======== RECORDS SHOWN ========

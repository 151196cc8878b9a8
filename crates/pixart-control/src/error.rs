//! Error types for the preset service and client
use pixart_core::CoreError;
use thiserror::Error;

/// Preset service and client errors
#[derive(Error, Debug)]
pub enum ControlError {
    /// HTTP server error
    #[error("HTTP error: {0}")]
    HttpError(String),

    /// HTTP client transport error
    #[error("Request error: {0}")]
    Request(#[from] reqwest::Error),

    /// Unexpected HTTP status from the preset server
    #[error("Unexpected status {status}: {message}")]
    Status {
        /// Status code
        status: u16,
        /// Error message from the response body, if any
        message: String,
    },

    /// Preset name outside `[A-Za-z0-9_-]+`
    #[error("Invalid art name: {0}")]
    InvalidPresetName(String),

    /// Valid name with no matching preset
    #[error("Art not found: {0}")]
    PresetNotFound(String),

    /// Domain error
    #[error(transparent)]
    Core(#[from] CoreError),

    /// I/O error
    #[error("IO error: {0}")]
    IoError(#[from] std::io::Error),

    /// JSON serialization/deserialization error
    #[error("JSON error: {0}")]
    JsonError(#[from] serde_json::Error),
}

/// Result type for preset operations
pub type Result<T> = std::result::Result<T, ControlError>;

#[cfg(test)]
mod tests {
    use super::*;

    #[test]
    fn test_error_display() {
        let err = ControlError::PresetNotFound("zelda".to_string());
        assert_eq!(err.to_string(), "Art not found: zelda");

        let err = ControlError::Status {
            status: 503,
            message: "busy".to_string(),
        };
        assert_eq!(err.to_string(), "Unexpected status 503: busy");
    }
}
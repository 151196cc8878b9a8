//! JSON document export

use chrono::{NaiveDate, Utc};
use pixart_core::{ArtDocument, Grid, PresetEntry};

use crate::error::Result;

/// Document name for a given day: `pixel-art-YYYY-MM-DD`
pub fn export_name(date: NaiveDate) -> String {
    format!("pixel-art-{}", date.format("%Y-%m-%d"))
}

/// Encode with today's (UTC) dated name
pub fn encode_json(grid: &Grid) -> Result<String> {
    encode_json_named(grid, &export_name(Utc::now().date_naive()))
}

/// Encode as a pretty-printed sparse document
pub fn encode_json_named(grid: &Grid, name: &str) -> Result<String> {
    let document = ArtDocument::from_grid(name, grid);
    Ok(serde_json::to_string_pretty(&document)?)
}

/// Decode a sparse document back into a full grid
pub fn decode_json(json: &str) -> Result<Grid> {
    Ok(PresetEntry::from_json_str(json)?.to_grid())
}

#[cfg(test)]
mod tests {
    use super::*;
    use pixart_core::Color;

    #[test]
    fn test_export_name() {
        let date = NaiveDate::from_ymd_opt(2026, 3, 7).unwrap();
        assert_eq!(export_name(date), "pixel-art-2026-03-07");
    }

    #[test]
    fn test_encoded_document_shape() {
        let mut grid = Grid::new();
        grid.set(17, Some(Color::rgb(0, 0, 255))).unwrap();

        let json = encode_json_named(&grid, "pixel-art-2026-01-01").unwrap();
        let value: serde_json::Value = serde_json::from_str(&json).unwrap();
        assert_eq!(value["name"], "pixel-art-2026-01-01");
        assert_eq!(value["width"], 16);
        assert_eq!(value["height"], 16);
        assert_eq!(
            value["pixels"],
            serde_json::json!([{"row": 1, "col": 1, "color": "#0000FF"}])
        );
    }

    #[test]
    fn test_dated_name_prefix() {
        let json = encode_json(&Grid::new()).unwrap();
        let value: serde_json::Value = serde_json::from_str(&json).unwrap();
        assert!(value["name"].as_str().unwrap().starts_with("pixel-art-"));
    }
}
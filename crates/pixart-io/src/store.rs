//! File-backed persistence store
//!
//! All keys live in one JSON object on disk. The file is read once when the
//! store opens and rewritten on every change, through a temporary sibling
//! file so a crash never leaves a half-written store behind.

use pixart_core::{PersistenceStore, Result as CoreResult};
use std::collections::BTreeMap;
use std::path::{Path, PathBuf};
use tracing::warn;

use crate::error::{IoError, Result};

/// Persistence store backed by a JSON file
#[derive(Debug, Clone)]
pub struct FileStore {
    path: PathBuf,
    entries: BTreeMap<String, String>,
}

impl FileStore {
    /// Open (or start) a store at `path`.
    ///
    /// An unreadable or corrupt file is logged and treated as empty.
    pub fn open(path: impl Into<PathBuf>) -> Self {
        let path = path.into();
        let entries = match std::fs::read_to_string(&path) {
            Ok(raw) => serde_json::from_str(&raw).unwrap_or_else(|e| {
                warn!("Ignoring corrupt store {:?}: {}", path, e);
                BTreeMap::new()
            }),
            Err(e) if e.kind() == std::io::ErrorKind::NotFound => BTreeMap::new(),
            Err(e) => {
                warn!("Failed to read store {:?}: {}", path, e);
                BTreeMap::new()
            }
        };
        Self { path, entries }
    }

    /// Store in the platform data directory (`<data_dir>/pixart/store.json`)
    pub fn open_default() -> Result<Self> {
        Ok(Self::open(Self::default_path()?))
    }

    /// Default location of the store file
    pub fn default_path() -> Result<PathBuf> {
        dirs::data_dir()
            .map(|dir| dir.join("pixart").join("store.json"))
            .ok_or(IoError::NoDataDir)
    }

    /// Backing file path
    pub fn path(&self) -> &Path {
        &self.path
    }

    /// Write `entries` to disk; `self.entries` is left untouched
    fn write_entries(&self, entries: &BTreeMap<String, String>) -> std::io::Result<()> {
        if let Some(parent) = self.path.parent() {
            if !parent.as_os_str().is_empty() {
                std::fs::create_dir_all(parent)?;
            }
        }
        let raw = serde_json::to_string_pretty(entries)?;
        let tmp = self.path.with_extension("json.tmp");
        std::fs::write(&tmp, raw)?;
        std::fs::rename(&tmp, &self.path)
    }
}

impl PersistenceStore for FileStore {
    fn get(&self, key: &str) -> CoreResult<Option<String>> {
        Ok(self.entries.get(key).cloned())
    }

    fn set(&mut self, key: &str, value: &str) -> CoreResult<()> {
        let mut entries = self.entries.clone();
        entries.insert(key.to_string(), value.to_string());
        self.write_entries(&entries)?;
        self.entries = entries;
        Ok(())
    }

    fn remove(&mut self, key: &str) -> CoreResult<()> {
        if !self.entries.contains_key(key) {
            return Ok(());
        }
        let mut entries = self.entries.clone();
        entries.remove(key);
        self.write_entries(&entries)?;
        self.entries = entries;
        Ok(())
    }
}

========

Every line above that contains the word "IoError" should be reported.

    IoError(#[from] std::io::Error),
use crate::error::{IoError, Result};
            .ok_or(IoError::NoDataDir)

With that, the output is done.